Por supuesto, es para que pueda llevar una vida cómoda con nosotros.
—Yanran, seguro que no estás al tanto… —Al ver que ambos hermanos la miraban, Xu Yanshan se sintió satisfecha, pero mantuvo una expresión afligida.
—Estoy segura de que han oído que, recientemente, el Grupo Lan está atravesando algunos problemas.
La Familia Mo es poderosa y extremadamente rica, y resulta que nosotros, la Familia Lan, somos amigos suyos.
Nuestros dos patriarcas hicieron una vez un acuerdo matrimonial.
Los ojos de Xu Yanshan brillaron y miró a Lan Anran con una mirada amable.
—Te trajeron de vuelta para prometerte con el joven maestro de la Familia Mo.
Tu padre lo hace por tu bien.
Como la Familia Mo es tan rica, sin duda tendrás una vida llena de lujos después de entrar en su familia por matrimonio.
Nuestra familia también se beneficiará de la boda.
—Yanshan, ¿qué tonterías estás diciendo delante de los niños?
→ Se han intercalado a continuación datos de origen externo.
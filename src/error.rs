//!
//! # Custom Error Handling
//!
//! This module defines the error type `AppError` used throughout the service.
//! Every failure a handler can produce maps to exactly one variant, and every
//! variant maps to exactly one HTTP status.
//!
//! `AppError` implements `actix_web::error::ResponseError`, so handlers can return
//! `Result<_, AppError>` and extractors can fail with it. Failures are answered with
//! a `{"message": "..."}` JSON body. Server-side failures (500) carry a generic
//! message; their detail goes to the log instead of the client.

use actix_web::{error::ResponseError, http::StatusCode, HttpResponse};
use serde::{Deserialize, Serialize};
use thiserror::Error;
use validator::ValidationErrors;

/// Represents all possible errors that can occur within the application.
#[derive(Debug, Error)]
pub enum AppError {
    /// Malformed or out-of-range input (HTTP 400).
    #[error("Validation Error: {0}")]
    Validation(String),
    /// The requested resource does not exist (HTTP 404).
    #[error("Not Found: {0}")]
    NotFound(String),
    /// Bad credentials, or a missing, invalid or expired bearer token (HTTP 401).
    #[error("Unauthorized: {0}")]
    Unauthorized(String),
    /// The backing store failed (HTTP 500).
    #[error("Storage Error: {0}")]
    Storage(String),
    /// A token could not be issued (HTTP 500).
    #[error("Signing Error: {0}")]
    Signing(String),
    /// Any other unexpected server-side failure, e.g. password hashing (HTTP 500).
    #[error("Internal Server Error: {0}")]
    Internal(String),
    /// The request did not complete within the configured deadline (HTTP 503).
    #[error("Request Timeout: {0}")]
    Timeout(String),
}

/// Body of every error response.
#[derive(Debug, Serialize, Deserialize)]
pub struct ErrorResponse {
    pub message: String,
}

impl ResponseError for AppError {
    fn status_code(&self) -> StatusCode {
        match self {
            AppError::Validation(_) => StatusCode::BAD_REQUEST,
            AppError::NotFound(_) => StatusCode::NOT_FOUND,
            AppError::Unauthorized(_) => StatusCode::UNAUTHORIZED,
            AppError::Storage(_) | AppError::Signing(_) | AppError::Internal(_) => {
                StatusCode::INTERNAL_SERVER_ERROR
            }
            AppError::Timeout(_) => StatusCode::SERVICE_UNAVAILABLE,
        }
    }

    fn error_response(&self) -> HttpResponse {
        let message = match self {
            AppError::Validation(msg)
            | AppError::NotFound(msg)
            | AppError::Unauthorized(msg)
            | AppError::Timeout(msg) => msg.clone(),
            AppError::Storage(_) | AppError::Signing(_) | AppError::Internal(_) => {
                log::error!("{}", self);
                "Internal server error".to_string()
            }
        };
        HttpResponse::build(self.status_code()).json(ErrorResponse { message })
    }
}

/// `RowNotFound` becomes `AppError::NotFound`; everything else the store reports is a
/// storage failure.
impl From<sqlx::Error> for AppError {
    fn from(error: sqlx::Error) -> AppError {
        match error {
            sqlx::Error::RowNotFound => AppError::NotFound("Record not found".into()),
            _ => AppError::Storage(error.to_string()),
        }
    }
}

impl From<ValidationErrors> for AppError {
    fn from(error: ValidationErrors) -> AppError {
        AppError::Validation(error.to_string())
    }
}

impl From<bcrypt::BcryptError> for AppError {
    fn from(error: bcrypt::BcryptError) -> AppError {
        AppError::Internal(error.to_string())
    }
}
—El rostro de Lan Tingyun mostraba nerviosismo y un atisbo de pánico brilló en sus ojos.
En su vida pasada, Lan Anran se quedó hecha un lío cuando escuchó la noticia por primera vez de boca de Xu Yanshan.
Creyó que su padre no la quería y solo pretendía obligarla a casarse con el joven maestro de la Familia Mo para venderla al mejor postor.
Estaba furiosa y había causado estragos en la casa.
Pero, en realidad, la expresión de pánico de su padre se debía a que temía que ella se enfadara por no habérselo contado antes.
Lan Anran bajó la cabeza en silencio.
—Anran…
Lan Tingyun estaba muy nervioso.
Inesperadamente, Lan Anran levantó de repente la cabeza y sonrió.
—Está bien, me casaré si es lo que quieres.